*What you need to do:*
Look below for the line containing "pub fn import_from_pem(pem_str: &str)"; from there, print each line exactly up to and including the line containing "anything but RSA.", and stop.

-=-=-=-=-

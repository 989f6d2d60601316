use const_oid::{AssociatedOid, ObjectIdentifier};
use pkcs8::LineEnding;
use rsa::pkcs1::{DecodeRsaPrivateKey, EncodeRsaPrivateKey};
use rsa::pkcs1v15::{
    Signature as RsaSignature, SigningKey as RsaSigningKey, VerifyingKey as RsaVerifyingKey,
};
use der::Decode;
use rsa::pkcs8::DecodePrivateKey;
use rsa::signature::{SignatureEncoding, Signer as RsaSigner, Verifier as RsaVerifier};
use rsa::{BigUint, RsaPrivateKey, RsaPublicKey};
use sha1::Sha1;
use sha2::{Digest, Sha256, Sha384, Sha512};
use x509_cert::spki::SubjectPublicKeyInfoOwned;

use crate::cert::SignatureAlgorithm;
use crate::error::{Result, SelfCertError};

const RSA_ENCRYPTION: ObjectIdentifier = ObjectIdentifier::new_unwrap("1.2.840.113549.1.1.1");

/// Smallest modulus accepted for freshly generated keys.
pub const MIN_RSA_BITS: usize = 1024;
/// Largest modulus generated or accepted in a certificate or request.
/// `rsa` stops at 4096 bits by default, which would lock out 8192-bit CAs.
pub const MAX_RSA_BITS: usize = 16384;

/// PEM label of a PKCS#1 `RSAPrivateKey`.
pub const PKCS1_PEM_LABEL: &str = "RSA PRIVATE KEY";
/// PEM label of a PKCS#8 `PrivateKeyInfo`.
pub const PKCS8_PEM_LABEL: &str = "PRIVATE KEY";

/// An RSA key pair used to sign certificates and requests.
#[derive(Clone, Debug)]
pub struct KeyPair {
    private: Box<RsaPrivateKey>,
    public: RsaPublicKey,
}

impl KeyPair {
    /// Generate an RSA key pair with the specified number of bits.
    pub fn generate_rsa(bits: usize) -> Result<Self> {
        if !(MIN_RSA_BITS..=MAX_RSA_BITS).contains(&bits) {
            return Err(SelfCertError::InvalidInput(format!(
                "RSA key length {bits} is outside {MIN_RSA_BITS}..={MAX_RSA_BITS} bits"
            )));
        }
        let mut rng = rand_core::OsRng;
        let private = RsaPrivateKey::new(&mut rng, bits)
            .map_err(|e| SelfCertError::KeyGenerationError(e.to_string()))?;
        tracing::debug!(bits, "generated RSA key pair");
        Ok(Self::from_private_key(private))
    }

    /// Wraps an existing RSA private key.
    pub fn from_private_key(private: RsaPrivateKey) -> Self {
        let public = RsaPublicKey::from(&private);
        KeyPair {
            private: Box::new(private),
            public,
        }
    }

    /// Imports a private key from PEM.
    ///
    /// The first PEM block decides the format: `RSA PRIVATE KEY` is read as
    /// PKCS#1, `PRIVATE KEY` as PKCS#8 (which must then carry an RSA key).
    pub fn import_from_pem(pem_str: &str) -> Result<Self> {
        let block = pem::parse(pem_str)?;
        match block.tag() {
            PKCS1_PEM_LABEL => Self::import_from_pkcs1_der(block.contents()),
            PKCS8_PEM_LABEL => Self::import_from_pkcs8_der(block.contents()),
            other => Err(SelfCertError::InvalidInput(format!(
                "unsupported private key type {other}"
            ))),
        }
    }

    /// Imports a PKCS#1 DER-encoded RSA private key.
    pub fn import_from_pkcs1_der(der: &[u8]) -> Result<Self> {
        let private = RsaPrivateKey::from_pkcs1_der(der)?;
        Ok(Self::from_private_key(private))
    }

    /// Imports a PKCS#8 DER-encoded private key, rejecting anything but RSA.
    pub fn import_from_pkcs8_der(der: &[u8]) -> Result<Self> {
        let info = pkcs8::PrivateKeyInfo::try_from(der)?;
        if info.algorithm.oid != RSA_ENCRYPTION {
            return Err(SelfCertError::InvalidInput(
                "not an RSA private key".to_string(),
            ));
        }
        let private = RsaPrivateKey::from_pkcs8_der(der)?;
        Ok(Self::from_private_key(private))
    }

    /// Encodes the private key as a PKCS#1 `RSA PRIVATE KEY` PEM block.
    pub fn to_pkcs1_pem(&self) -> Result<String> {
        let pem = self.private.to_pkcs1_pem(LineEnding::LF)?;
        Ok(pem.to_string())
    }

    /// Returns the public half as a `SubjectPublicKeyInfo`.
    pub fn as_spki(&self) -> Result<SubjectPublicKeyInfoOwned> {
        PublicKey::from_key_pair(self).to_x509spki()
    }

    /// Modulus length in bits.
    pub fn bits(&self) -> usize {
        rsa::traits::PublicKeyParts::size(&self.public) * 8
    }

    /// Signs `data` with RSASSA-PKCS1-v1_5 over SHA-256.
    pub fn sign_data(&self, data: &[u8]) -> Result<Vec<u8>> {
        let signing_key: RsaSigningKey<Sha256> = RsaSigningKey::new((*self.private).clone());
        let signature = signing_key
            .try_sign(data)
            .map_err(|e| SelfCertError::RsaError(e.to_string()))?;
        Ok(signature.to_vec())
    }
}

/// The public key of a certificate subject.
#[derive(Clone, Debug, PartialEq, Eq)]
pub struct PublicKey(pub RsaPublicKey);

impl PublicKey {
    pub fn from_key_pair(key_pair: &KeyPair) -> Self {
        PublicKey(key_pair.public.clone())
    }

    /// Reads an RSA key out of a `SubjectPublicKeyInfo`.
    pub fn from_x509spki(spki: &SubjectPublicKeyInfoOwned) -> Result<Self> {
        if spki.algorithm.oid != RSA_ENCRYPTION {
            return Err(SelfCertError::Unsupported(format!(
                "public key algorithm {}",
                spki.algorithm.oid
            )));
        }
        let bits = spki.subject_public_key.as_bytes().ok_or_else(|| {
            SelfCertError::DecodingError("public key has unused bits".to_string())
        })?;
        let key = rsa::pkcs1::RsaPublicKey::from_der(bits)?;
        let public = RsaPublicKey::new_with_max_size(
            BigUint::from_bytes_be(key.modulus.as_bytes()),
            BigUint::from_bytes_be(key.public_exponent.as_bytes()),
            MAX_RSA_BITS,
        )?;
        Ok(PublicKey(public))
    }

    pub fn to_x509spki(&self) -> Result<SubjectPublicKeyInfoOwned> {
        SubjectPublicKeyInfoOwned::from_key(self.0.clone())
            .map_err(|e| SelfCertError::EncodingError(e.to_string()))
    }

    /// SHA-1 of the subjectPublicKey bits, as used for subject and authority
    /// key identifiers.
    pub fn key_identifier(&self) -> Result<Vec<u8>> {
        let spki = self.to_x509spki()?;
        Ok(key_identifier_of(&spki))
    }

    /// Verifies an RSASSA-PKCS1-v1_5 signature made with `algorithm`.
    pub fn verify(
        &self,
        algorithm: &SignatureAlgorithm,
        message: &[u8],
        signature: &[u8],
    ) -> Result<()> {
        match algorithm {
            SignatureAlgorithm::Sha1WithRSA => verify_with::<Sha1>(&self.0, message, signature),
            SignatureAlgorithm::Sha256WithRSA => {
                verify_with::<Sha256>(&self.0, message, signature)
            }
            SignatureAlgorithm::Sha384WithRSA => {
                verify_with::<Sha384>(&self.0, message, signature)
            }
            SignatureAlgorithm::Sha512WithRSA => {
                verify_with::<Sha512>(&self.0, message, signature)
            }
        }
    }
}

pub(crate) fn key_identifier_of(spki: &SubjectPublicKeyInfoOwned) -> Vec<u8> {
    <Sha1 as Digest>::digest(spki.subject_public_key.raw_bytes()).to_vec()
}

fn verify_with<D>(key: &RsaPublicKey, message: &[u8], signature: &[u8]) -> Result<()>
where
    D: Digest + AssociatedOid,
{
    let verifying_key = RsaVerifyingKey::<D>::new(key.clone());
    let signature = RsaSignature::try_from(signature)
        .map_err(|e| SelfCertError::InvalidSignature(e.to_string()))?;
    verifying_key
        .verify(message, &signature)
        .map_err(|e| SelfCertError::InvalidSignature(e.to_string()))
}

-=-=-=-=-

*Answer to the exercise:*
    pub fn import_from_pem(pem_str: &str) -> Result<Self> {
        let block = pem::parse(pem_str)?;
        match block.tag() {
            PKCS1_PEM_LABEL => Self::import_from_pkcs1_der(block.contents()),
            PKCS8_PEM_LABEL => Self::import_from_pkcs8_der(block.contents()),
            other => Err(SelfCertError::InvalidInput(format!(
                "unsupported private key type {other}"
            ))),
        }
    }

    /// Imports a PKCS#1 DER-encoded RSA private key.
    pub fn import_from_pkcs1_der(der: &[u8]) -> Result<Self> {
        let private = RsaPrivateKey::from_pkcs1_der(der)?;
        Ok(Self::from_private_key(private))
    }

    /// Imports a PKCS#8 DER-encoded private key, rejecting anything but RSA.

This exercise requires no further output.